-------- Source material --------

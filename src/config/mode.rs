//! Build mode flag

use serde::{Deserialize, Serialize};
use std::fmt;
use std::str::FromStr;

/// Environment variable consulted by the CLI when `--mode` is not given
pub const MODE_ENV_VAR: &str = "PORTFOLIO_ENV";

/// Execution context the site is rendered for
///
/// Development output may contain authoring aids (the unpublished-post
/// banner, live reload); production output never does.
#[derive(Debug, Clone, Copy, PartialEq, Eq, Serialize, Deserialize, clap::ValueEnum)]
#[serde(rename_all = "lowercase")]
pub enum Mode {
    Development,
    Production,
}

impl Mode {
    pub fn is_development(self) -> bool {
        self == Mode::Development
    }

    /// Read the mode from `PORTFOLIO_ENV`, if set to a recognized value
    pub fn from_env() -> Option<Self> {
        let value = std::env::var(MODE_ENV_VAR).ok()?;
        match value.parse() {
            Ok(mode) => Some(mode),
            Err(e) => {
                tracing::warn!("Ignoring {}: {}", MODE_ENV_VAR, e);
                None
            }
        }
    }
}

impl FromStr for Mode {
    type Err = String;

    fn from_str(s: &str) -> Result<Self, Self::Err> {
        match s.trim().to_ascii_lowercase().as_str() {
            "development" | "dev" => Ok(Mode::Development),
            "production" | "prod" => Ok(Mode::Production),
            other => Err(format!("unknown mode: {}", other)),
        }
    }
}

impl fmt::Display for Mode {
    fn fmt(&self, f: &mut fmt::Formatter<'_>) -> fmt::Result {
        match self {
            Mode::Development => f.write_str("development"),
            Mode::Production => f.write_str("production"),
        }
    }
}

#[cfg(test)]
mod tests {
    use super::*;

    #[test]
    fn test_parse_mode() {
        assert_eq!("development".parse::<Mode>(), Ok(Mode::Development));
        assert_eq!("PROD".parse::<Mode>(), Ok(Mode::Production));
        assert!("staging".parse::<Mode>().is_err());
    }

    #[test]
    fn test_is_development() {
        assert!(Mode::Development.is_development());
        assert!(!Mode::Production.is_development());
    }
}
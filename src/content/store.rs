//! In-memory post collection and the lookups routes are built from

use anyhow::Result;
use std::collections::HashMap;
use std::path::PathBuf;
use thiserror::Error;

use super::loader::ContentLoader;
use super::Post;
use crate::Portfolio;

/// Errors raised while turning content files into posts
#[derive(Error, Debug)]
pub enum ContentError {
    #[error("Duplicate slug {slug:?} in {first:?} and {second:?}")]
    DuplicateSlug {
        slug: String,
        first: PathBuf,
        second: PathBuf,
    },

    #[error("Invalid slug {slug:?} in {path:?}")]
    InvalidSlug { slug: String, path: PathBuf },

    #[error("Invalid date {value:?} in {path:?}")]
    InvalidDate { value: String, path: PathBuf },

    #[error("Failed to load {path:?}: {source}")]
    Load {
        path: PathBuf,
        source: Box<dyn std::error::Error + Send + Sync>,
    },

    #[error("IO error: {0}")]
    Io(#[from] std::io::Error),
}

/// Result of looking something up by route parameter
#[derive(Debug, Clone, Copy, PartialEq, Eq)]
pub enum Lookup<T> {
    Found(T),
    NotFound,
}

impl<T> Lookup<T> {
    pub fn is_found(&self) -> bool {
        matches!(self, Lookup::Found(_))
    }

    pub fn map<U, F: FnOnce(T) -> U>(self, f: F) -> Lookup<U> {
        match self {
            Lookup::Found(value) => Lookup::Found(f(value)),
            Lookup::NotFound => Lookup::NotFound,
        }
    }

    pub fn into_option(self) -> Option<T> {
        match self {
            Lookup::Found(value) => Some(value),
            Lookup::NotFound => None,
        }
    }
}

impl<T> From<Option<T>> for Lookup<T> {
    fn from(value: Option<T>) -> Self {
        match value {
            Some(value) => Lookup::Found(value),
            None => Lookup::NotFound,
        }
    }
}

/// Immutable collection of every post, newest first
#[derive(Debug, Clone, Default)]
pub struct ContentStore {
    posts: Vec<Post>,
}

impl ContentStore {
    /// Load all posts of a site
    pub fn load(site: &Portfolio) -> Result<Self> {
        let posts = ContentLoader::new(site).load_posts()?;
        let store = Self::from_posts(posts)?;
        tracing::info!(
            "Loaded {} posts ({} published)",
            store.posts.len(),
            store.published().count()
        );
        Ok(store)
    }

    /// Build a store from already parsed posts.
    ///
    /// Posts are ordered by date descending, ties by slug ascending.
    pub fn from_posts(mut posts: Vec<Post>) -> Result<Self, ContentError> {
        let mut seen: HashMap<&str, &Post> = HashMap::with_capacity(posts.len());
        for post in &posts {
            if let Some(first) = seen.insert(&post.slug, post) {
                return Err(ContentError::DuplicateSlug {
                    slug: post.slug.clone(),
                    first: first.source.clone(),
                    second: post.source.clone(),
                });
            }
        }

        posts.sort_by(|a, b| b.date.cmp(&a.date).then_with(|| a.slug.cmp(&b.slug)));
        Ok(Self { posts })
    }

    /// Every post, published or not
    pub fn all_posts(&self) -> &[Post] {
        &self.posts
    }

    /// Published posts in store order
    pub fn published(&self) -> impl Iterator<Item = &Post> {
        self.posts.iter().filter(|p| filter_published_posts(p))
    }

    pub fn len(&self) -> usize {
        self.posts.len()
    }

    pub fn is_empty(&self) -> bool {
        self.posts.is_empty()
    }
}

/// Whether a post belongs in public listings and generated routes
pub fn filter_published_posts(post: &Post) -> bool {
    post.is_published
}

/// Find the post whose slug equals `slug` exactly
pub fn get_post_by_slug<'a>(posts: &'a [Post], slug: &str) -> Lookup<&'a Post> {
    posts.iter().find(|p| p.slug == slug).into()
}

/// Slugs of the post pages that are generated ahead of time
pub fn static_params(posts: &[Post]) -> Vec<String> {
    posts
        .iter()
        .filter(|p| filter_published_posts(p))
        .map(|p| p.slug.clone())
        .collect()
}
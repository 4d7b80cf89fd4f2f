//! Development server with live reload
//!
//! Pages are rendered on request from an in-memory content store. The file
//! watcher builds a fresh store on every change and swaps it in, so a request
//! always sees one complete snapshot.

use anyhow::Result;
use axum::{
    body::Body,
    extract::{
        ws::{Message, WebSocket},
        Path, State, WebSocketUpgrade,
    },
    http::{header, Request, StatusCode},
    response::{Html, IntoResponse, Response},
    routing::get,
    Router,
};
use notify_debouncer_mini::{new_debouncer, notify::RecursiveMode};
use std::net::SocketAddr;
use std::path::PathBuf;
use std::sync::{Arc, RwLock};
use std::time::Duration;
use tokio::sync::broadcast;
use tower_http::services::ServeDir;
use tower_http::trace::TraceLayer;

use crate::config::Mode;
use crate::content::{ContentStore, Lookup};
use crate::generator::atom_feed;
use crate::render::{PageRenderer, STYLESHEET_PATH};
use crate::theme::{generate_stylesheet, theme};
use crate::Portfolio;

/// Live reload script injected into HTML pages
const LIVE_RELOAD_SCRIPT: &str = r#"
<script>
(function() {
    var ws = new WebSocket('ws://' + location.host + '/__livereload');
    ws.onmessage = function(msg) {
        if (msg.data === 'reload') {
            location.reload();
        }
    };
    ws.onclose = function() {
        console.log('Live reload disconnected. Attempting to reconnect...');
        setTimeout(function() { location.reload(); }, 1000);
    };
})();
</script>
</body>
"#;

/// Error returned by handlers for anything other than a missing page
#[derive(Debug)]
pub struct AppError(anyhow::Error);

impl IntoResponse for AppError {
    fn into_response(self) -> Response {
        tracing::error!("Request failed: {:#}", self.0);
        (
            StatusCode::INTERNAL_SERVER_ERROR,
            format!("Internal server error: {}", self.0),
        )
            .into_response()
    }
}

impl<E> From<E> for AppError
where
    E: Into<anyhow::Error>,
{
    fn from(err: E) -> Self {
        AppError(err.into())
    }
}

/// Everything a request reads, loaded together
pub struct Snapshot {
    pub site: Portfolio,
    pub renderer: PageRenderer,
    pub store: ContentStore,
}

impl Snapshot {
    pub fn load(site: Portfolio) -> Result<Self> {
        let renderer = PageRenderer::new(&site)?;
        let store = site.load_content()?;
        Ok(Self {
            site,
            renderer,
            store,
        })
    }
}
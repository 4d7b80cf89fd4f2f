//! Page metadata (document title, description, social preview)

use serde::Serialize;

use crate::config::SiteConfig;
use crate::content::Post;
use crate::helpers::full_url_for;

/// Everything a page puts in its `<head>`
#[derive(Debug, Clone, PartialEq, Eq, Serialize)]
pub struct Metadata {
    pub title: String,
    /// `%s` is replaced with `title` to form the document title
    pub title_template: String,
    pub description: String,
    pub canonical_url: Option<String>,
    pub open_graph: OpenGraph,
    pub twitter: TwitterCard,
}

/// Open Graph fields read by link-unfurling clients
#[derive(Debug, Clone, PartialEq, Eq, Serialize)]
pub struct OpenGraph {
    pub title: String,
    pub description: String,
    pub site_name: String,
    pub locale: String,
    /// `og:type`
    pub kind: String,
    pub url: Option<String>,
    pub images: Vec<OpenGraphImage>,
}

#[derive(Debug, Clone, PartialEq, Eq, Serialize)]
pub struct OpenGraphImage {
    pub url: String,
    pub width: u32,
    pub height: u32,
    pub alt: String,
}

#[derive(Debug, Clone, PartialEq, Eq, Serialize)]
pub struct TwitterCard {
    pub card: String,
    pub site: Option<String>,
}

impl Metadata {
    /// Site-wide defaults every page starts from
    pub fn site_defaults(config: &SiteConfig) -> Self {
        let title = config.default_title().to_string();
        let site_name = config
            .seo
            .site_name
            .clone()
            .unwrap_or_else(|| config.title.clone());

        Self {
            title: title.clone(),
            title_template: config.seo.title_template.clone(),
            description: config.description.clone(),
            canonical_url: Some(full_url_for(config, "/")),
            open_graph: OpenGraph {
                title,
                description: config.description.clone(),
                site_name: site_name.clone(),
                locale: config.seo.locale.clone(),
                kind: "website".to_string(),
                url: Some(full_url_for(config, "/")),
                images: vec![OpenGraphImage {
                    url: full_url_for(config, &config.seo.image),
                    width: config.seo.image_width,
                    height: config.seo.image_height,
                    alt: site_name,
                }],
            },
            twitter: TwitterCard {
                card: config.seo.twitter_card.clone(),
                site: config.seo.twitter_handle.clone(),
            },
        }
    }

    /// Defaults with the title and description of one page
    pub fn with_page(&self, title: &str, description: &str, url: Option<String>) -> Self {
        let mut meta = self.clone();
        meta.title = title.to_string();
        meta.description = description.to_string();
        meta.open_graph.title = title.to_string();
        meta.open_graph.description = description.to_string();
        if url.is_some() {
            meta.canonical_url = url.clone();
            meta.open_graph.url = url;
        }
        meta
    }

    /// Metadata for a blog post page
    pub fn for_post(&self, config: &SiteConfig, post: &Post) -> Self {
        let mut meta = self.with_page(
            &post.title,
            &post.description,
            Some(full_url_for(config, &post.path())),
        );
        meta.open_graph.kind = "article".to_string();
        meta
    }

    /// Title shown in the browser tab
    pub fn document_title(&self) -> String {
        if self.title_template.contains("%s") {
            self.title_template.replace("%s", &self.title)
        } else {
            self.title.clone()
        }
    }
}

--------

*Work order*: Which lines in the data above contain "rendered"? Show each one.

*Answer to this problem*:
/// Execution context the site is rendered for
//! Pages are rendered on request from an in-memory content store. The file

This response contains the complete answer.